En el primer caso, el objetivo de la intervención era rescatar al sector financiero; en el segundo, evitar el colapso de la producción. La experiencia de 2008 y 2020 demostró los límites del neoliberalismo como ideología de Estado que pretende ofrecer la «eficiencia asignativa» del mercado. La facilidad con la que, por ejemplo, los Estados de la Unión Europea doblaron las reglas neoliberales de gobernanza económica a principios de la década de 2020, después de haberlas considerado inquebrantables solo una década antes, fue un momento desmitificador.

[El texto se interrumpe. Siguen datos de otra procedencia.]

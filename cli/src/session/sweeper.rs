//! Background expiry sweeping.
//!
//! The sweeper wakes on a fixed interval, independent of request traffic,
//! and calls [`SessionStore::sweep_expired`]. It holds the store's write
//! lock only for the duration of one `retain` pass.

use super::store::SessionStore;
use std::sync::Arc;
use std::time::Duration;
use tokio::task::JoinHandle;
use tokio::time::MissedTickBehavior;
use tracing::{debug, info};

/// Owns the sweeper task; dropping the handle stops it.
#[derive(Debug)]
pub struct SweeperHandle {
    task: JoinHandle<()>,
}

impl SweeperHandle {
    pub fn stop(self) {
        drop(self);
    }

    pub fn is_running(&self) -> bool {
        !self.task.is_finished()
    }
}

impl Drop for SweeperHandle {
    fn drop(&mut self) {
        self.task.abort();
    }
}

/// Starts sweeping `store` every `interval` on the current Tokio runtime.
pub fn spawn_sweeper(store: Arc<SessionStore>, interval: Duration) -> SweeperHandle {
    let period = interval.max(Duration::from_millis(1));
    info!("Session sweeper running every {:?}", period);

    let task = tokio::spawn(async move {
        let mut ticker = tokio::time::interval(period);
        ticker.set_missed_tick_behavior(MissedTickBehavior::Delay);
        // The first tick completes immediately.
        ticker.tick().await;
        loop {
            ticker.tick().await;
            let removed = store.sweep_expired();
            debug!(removed, remaining = store.len(), "Sweep finished");
        }
    });
    SweeperHandle { task }
}

#[cfg(test)]
mod tests {
    use super::*;
    use crate::blueprint::variables::ResolvedVariables;
    use crate::core::id::GenerationId;
    use crate::generate::{GeneratedProject, PackagedProject};
    use crate::session::clock::ManualClock;

    #[tokio::test]
    async fn test_sweeper_removes_expired_entries() {
        let clock = Arc::new(ManualClock::default());
        let store = Arc::new(SessionStore::with_clock(Duration::from_secs(60), clock.clone()));
        let id = GenerationId::new();
        store
            .put(PackagedProject {
                project: GeneratedProject {
                    id,
                    blueprint_id: "demo".into(),
                    variables: ResolvedVariables::default(),
                    files: Vec::new(),
                    dependencies: Vec::new(),
                    hooks: Vec::new(),
                },
                archive: Vec::new(),
            })
            .unwrap();

        let sweeper = spawn_sweeper(Arc::clone(&store), Duration::from_millis(10));
        clock.advance(chrono::Duration::seconds(61));

        for _ in 0..200 {
            if !store.contains(id) {
                break;
            }
            tokio::time::sleep(Duration::from_millis(10)).await;
        }
        assert!(!store.contains(id));
        assert!(sweeper.is_running());
        sweeper.stop();
    }
}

El mundo a mediados de la década de 2020 difiere significativamente del panorama de los años 80 y 90. Los avances tecnológicos y de comunicación y los procesos de industrialización y desindustrialización en todas las áreas y regiones han producido importantes cambios económicos y geopolíticos. Sin embargo, la esencia del capitalismo como sistema socioeconómico inherentemente contradictorio y cargado de crisis sigue siendo la misma. Las restricciones al comercio mundial, recientemente aumentadas, que ahora amenazan con convertirse en una guerra arancelaria a gran escala, son en última instancia expresiones del conflicto subyacente por la supremacía en el mercado mundial.
Simon Clarke probablemente habría insistido hoy en que no podemos predecir el futuro y, por lo tanto, no podemos saber si surgirá un nuevo equilibrio temporal de poder o una ideología estatal alternativa que inyecte una nueva legitimidad coyuntural al capitalismo. Al mismo tiempo, sin embargo, habría señalado la naturaleza fundamentalmente irresoluble de la crisis del capitalismo y nos habría recordado la famosa frase de Rosa Luxemburgo: el futuro de la humanidad es el socialismo o la barbarie.